Recensione: “Cabaret – The musical”

cabaret
foto Valerio Polverari

Standing ovation del Teatro Nazionale per la versione di Cabaret realizzata da Arturo Brachetti e Luciano Cannito. Quando ci si presenta con un nome pesante come quello di Brachetti aspettative e scetticismo si moltiplicano, ma l’artista torinese fin dalle prime battute ha dimostrato di saper dire la sua anche in un musical. Brachetti è una figura importante e per certi versi ingombrante che ha saputo rivelarsi un buonissimo performer andando oltre i pregiudizi mettendo il suo talento a disposizione di uno dei musical più famosi al mondo. Ovviamente non potevano mancare i suoi numeri di trasformismo che, però, non risultano invadenti all’interno del Kit Kat Club già a partire dalla bellissima overture (“Willkommen”).

.Siamo a Berlino negli anni ’30, una città che respira le ultime boccate di libertà prima che il nazismo prenda il potere. In questa situazione si sviluppa la storia d’amore tra Clifford, scrittore statunitense e Sally, cabarettista inglese. A interpretarli sono Cristian Catto e Diana Del Bufalo, entrambi promossi a pieni voti, così come da applausi è l’interpretazione di Christine Grimandi, Fraulein Schneider. In particolare Diana Del Bufalo si dimostra una vera sorpresa e in continua crescita sul palcoscenico. Ottima e carica di energia la sua “Cabaret” nel finale.
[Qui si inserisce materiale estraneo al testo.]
//! Damage resistances.
//!
//! Physical, energy, and status mitigation fractions, each on its own
//! diminishing-returns curve with a hard cap. Lookups by enum are total;
//! lookups by external name fall back to 0.0 with a diagnostic.

use crate::base_stats::BaseStats;
use crate::curve::diminishing;
use crate::stat_key::StatKey;
use serde::{Deserialize, Serialize};
use std::str::FromStr;

/// Hard cap on physical and energy resistance.
const PHYS_ENERGY_CAP: f64 = 0.90;
/// Hard cap on status resistance.
const STATUS_CAP: f64 = 0.85;

/// Kind of incoming damage or effect.
#[derive(Debug, Clone, Copy, PartialEq, Eq, Hash, Serialize, Deserialize)]
#[serde(rename_all = "snake_case")]
pub enum DamageKind {
    Physical,
    Energy,
    Status,
}

impl DamageKind {
    pub fn as_str(self) -> &'static str {
        match self {
            DamageKind::Physical => "physical",
            DamageKind::Energy => "energy",
            DamageKind::Status => "status",
        }
    }
}

impl FromStr for DamageKind {
    type Err = String;

    fn from_str(s: &str) -> Result<Self, Self::Err> {
        match s.to_ascii_lowercase().as_str() {
            "physical" => Ok(DamageKind::Physical),
            "energy" => Ok(DamageKind::Energy),
            "status" => Ok(DamageKind::Status),
            other => Err(format!("unrecognized damage kind: {other}")),
        }
    }
}

impl std::fmt::Display for DamageKind {
    fn fmt(&self, f: &mut std::fmt::Formatter<'_>) -> std::fmt::Result {
        write!(f, "{}", self.as_str())
    }
}

/// Read-only copy of the three mitigation fractions.
#[derive(Debug, Clone, Copy, PartialEq, Serialize, Deserialize)]
pub struct ResistanceSnapshot {
    pub physical: f64,
    pub energy: f64,
    pub status: f64,
}

/// Mitigation fractions recomputed from base stats.
///
/// # Examples
///
/// ```rust
/// use aurastat::{BaseStats, DamageKind, Resistances};
/// use aurastat::config::StatConfig;
///
/// let mut stats = BaseStats::new(&StatConfig::default());
/// let mut entries = std::collections::HashMap::new();
/// entries.insert("VIT".to_string(), 100.0);
/// stats.set_all(&entries);
///
/// let resistances = Resistances::new(&stats);
/// // (100 / 200) * 0.90
/// assert!((resistances.by_kind(DamageKind::Physical) - 0.45).abs() < 1e-12);
/// ```
#[derive(Debug, Clone, Copy, PartialEq)]
pub struct Resistances {
    physical: f64,
    energy: f64,
    status: f64,
}

impl Resistances {
    /// Build and compute from the current stats.
    pub fn new(stats: &BaseStats) -> Self {
        let mut resistances = Self {
            physical: 0.0,
            energy: 0.0,
            status: 0.0,
        };
        resistances.recompute(stats);
        resistances
    }

    /// Recompute all three fractions.
    pub fn recompute(&mut self, stats: &BaseStats) {
        let vit = stats.get(StatKey::Vitality);
        let wis = stats.get(StatKey::Wisdom);
        let aura = stats.get(StatKey::Aura);

        self.physical = diminishing(vit, 100.0, PHYS_ENERGY_CAP).min(PHYS_ENERGY_CAP);
        self.energy = diminishing(aura, 100.0, PHYS_ENERGY_CAP).min(PHYS_ENERGY_CAP);
        self.status = (diminishing(vit, 120.0, 0.40)
            + diminishing(wis, 120.0, 0.30)
            + diminishing(aura, 120.0, 0.15))
        .min(STATUS_CAP);
    }

    /// Mitigation fraction for a damage kind.
    pub fn by_kind(&self, kind: DamageKind) -> f64 {
        match kind {
            DamageKind::Physical => self.physical,
            DamageKind::Energy => self.energy,
            DamageKind::Status => self.status,
        }
    }

    /// Mitigation fraction by external name; 0.0 with a diagnostic for
    /// an unrecognized name.
    pub fn by_name(&self, name: &str) -> f64 {
        match name.parse::<DamageKind>() {
            Ok(kind) => self.by_kind(kind),
            Err(_) => {
                log::warn!("resistance lookup for unrecognized kind {name:?}, returning 0");
                0.0
            }
        }
    }

    /// Read-only copy of all three fractions.
    pub fn snapshot(&self) -> ResistanceSnapshot {
        ResistanceSnapshot {
            physical: self.physical,
            energy: self.energy,
            status: self.status,
        }
    }
}
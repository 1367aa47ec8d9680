//! Diminishing-returns curve.
//!
//! Every soft-capped combat formula in the engine goes through the same
//! saturating curve: `stat / (stat + k) * cap`. The curve starts at 0,
//! rises fastest early, and approaches `cap` asymptotically without ever
//! reaching it.

/// Diminishing-returns bonus for a stat.
///
/// `k` is the half-value point: at `stat == k` the bonus is exactly
/// `cap / 2`. Monotonically non-decreasing in `stat` and strictly below
/// `cap` for any finite `stat >= 0`.
///
/// # Examples
///
/// ```rust
/// use aurastat::curve::diminishing;
///
/// // Half the cap at the half-value point
/// assert_eq!(diminishing(60.0, 60.0, 50.0), 25.0);
///
/// // Zero stat contributes nothing
/// assert_eq!(diminishing(0.0, 60.0, 50.0), 0.0);
/// ```
pub fn diminishing(stat: f64, k: f64, cap: f64) -> f64 {
    if stat <= 0.0 {
        return 0.0;
    }
    stat / (stat + k) * cap
}
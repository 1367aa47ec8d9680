//! Error types for character construction.
//!
//! Only construction can fail hard: a bad configuration must never
//! produce a partially-usable `Character`. Every runtime failure after
//! construction is reported through a boolean result (or a defined
//! fallback value) plus a diagnostic, never an error.

use crate::pipeline::Stage;
use thiserror::Error;

/// Format a stage cycle path as a readable string.
fn format_cycle_path(path: &[Stage]) -> String {
    if path.is_empty() {
        return String::from("(empty cycle)");
    }
    path.iter()
        .map(|stage| stage.name())
        .collect::<Vec<_>>()
        .join(" -> ")
}

/// Errors that can abort `Character` construction.
///
/// # Examples
///
/// ```rust
/// use aurastat::BuildError;
///
/// let err = BuildError::InvalidLevel(0);
/// assert!(err.to_string().contains("level"));
/// ```
#[derive(Debug, Error, Clone, PartialEq)]
pub enum BuildError {
    /// Configured level is below the minimum of 1.
    #[error("level must be at least 1, got {0}")]
    InvalidLevel(u32),

    /// Configured XP threshold for the next level is below 1.
    #[error("xp threshold to next level must be at least 1, got {0}")]
    InvalidXpThreshold(f64),

    /// Configured potential cap falls outside (0, 1].
    #[error("potential cap must be in (0, 1], got {0}")]
    InvalidPotentialCap(f64),

    /// Configured potential exceeds the configured cap.
    #[error("potential {potential} exceeds potential cap {cap}")]
    PotentialAboveCap { potential: f64, cap: f64 },

    /// A configured base stat is negative or non-finite.
    #[error("base stat {key} must be a non-negative finite number, got {value}")]
    InvalidBaseStat { key: &'static str, value: f64 },

    /// The recompute stage graph contains a dependency cycle.
    ///
    /// Contains the path of stages involved in the cycle. This can only
    /// happen if stage dependency declarations are edited inconsistently.
    #[error("recompute stage cycle: {}", format_cycle_path(.path))]
    StageCycle { path: Vec<Stage> },
}
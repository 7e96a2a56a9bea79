//! Wildcard masks for listfile enumeration
//!
//! Masks understand `*` (any run of characters, separators included) and `?`
//! (exactly one character). Matching ignores ASCII case and treats `/` and
//! `\` as the same separator. Every other character, brackets and braces
//! included, matches itself.

use crate::error::{ListfileError, ListfileResult};
use globset::{GlobBuilder, GlobMatcher};

/// A compiled, case-insensitive name mask
#[derive(Debug, Clone)]
pub struct WildcardMask {
    source: Option<String>,
    matcher: Option<GlobMatcher>,
}

impl WildcardMask {
    /// Compile a mask. `None`, `""` and `"*"` accept every name.
    pub fn new(mask: Option<&str>) -> ListfileResult<Self> {
        let source = mask.map(str::to_string);
        let matcher = match mask {
            None | Some("" | "*") => None,
            Some(pattern) => {
                let glob = GlobBuilder::new(&escape_mask(pattern))
                    .case_insensitive(true)
                    .literal_separator(false)
                    .backslash_escape(false)
                    .build()
                    .map_err(|e| ListfileError::InvalidMask {
                        mask: pattern.to_string(),
                        reason: e.to_string(),
                    })?;
                Some(glob.compile_matcher())
            }
        };

        Ok(Self { source, matcher })
    }

    /// Mask that accepts every name
    pub const fn any() -> Self {
        Self {
            source: None,
            matcher: None,
        }
    }

    /// The mask string this was compiled from
    pub fn as_str(&self) -> Option<&str> {
        self.source.as_deref()
    }

    /// Check a name against the mask
    pub fn matches(&self, name: &str) -> bool {
        self.matcher
            .as_ref()
            .is_none_or(|m| m.is_match(name.replace('\\', "/")))
    }
}

/// Rewrite a mask so only `*` and `?` are special
fn escape_mask(mask: &str) -> String {
    let mut out = String::with_capacity(mask.len() + 8);
    for ch in mask.chars() {
        match ch {
            '\\' => out.push('/'),
            '[' | ']' | '{' | '}' => {
                out.push('[');
                out.push(ch);
                out.push(']');
            }
            _ => out.push(ch),
        }
    }
    out
}

#[cfg(test)]
mod tests {
    use super::*;

    fn mask(pattern: &str) -> WildcardMask {
        WildcardMask::new(Some(pattern)).expect("Test operation should succeed")
    }

    #[test]
    fn test_match_all() {
        assert!(WildcardMask::any().matches("anything.bin"));
        assert!(mask("*").matches("Units\\Human\\Footman.mdx"));
        assert!(mask("").matches("x"));
    }

    #[test]
    fn test_extension_case_insensitive() {
        let m = mask("*.txt");
        assert!(m.matches("a.txt"));
        assert!(m.matches("c.TXT"));
        assert!(!m.matches("b.bin"));
    }

    #[test]
    fn test_star_crosses_separators() {
        let m = mask("Units\\*.mdx");
        assert!(m.matches("Units\\Human\\Footman.mdx"));
        assert!(m.matches("units/orc/grunt.MDX"));
        assert!(!m.matches("Doodads\\Tree.mdx"));
    }

    #[test]
    fn test_question_mark() {
        let m = mask("file?.dat");
        assert!(m.matches("file1.dat"));
        assert!(!m.matches("file12.dat"));
    }

    #[test]
    fn test_brackets_are_literal() {
        let m = mask("(listfile)*");
        assert!(m.matches("(listfile)"));
        let m = mask("[x]*");
        assert!(m.matches("[x]name"));
        assert!(!m.matches("xname"));
    }
}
Spettacolari le scene di Rinaldo Rinaldi mentre appaiono un po’ deboli le coreografie. Uno spettacolo che gioca spesso sull’ossimoro, una splendida canzone a canone nasconde in realtà la crudeltà nazista, i colori del cabaret si scontrano col buio che sta arrivando. Sono passati quasi sessant’anni dal debutto di Cabaret a Broadway ma la sua storia continua ad essere più che mai attuale e i suoi ritmi sempre contemporanei.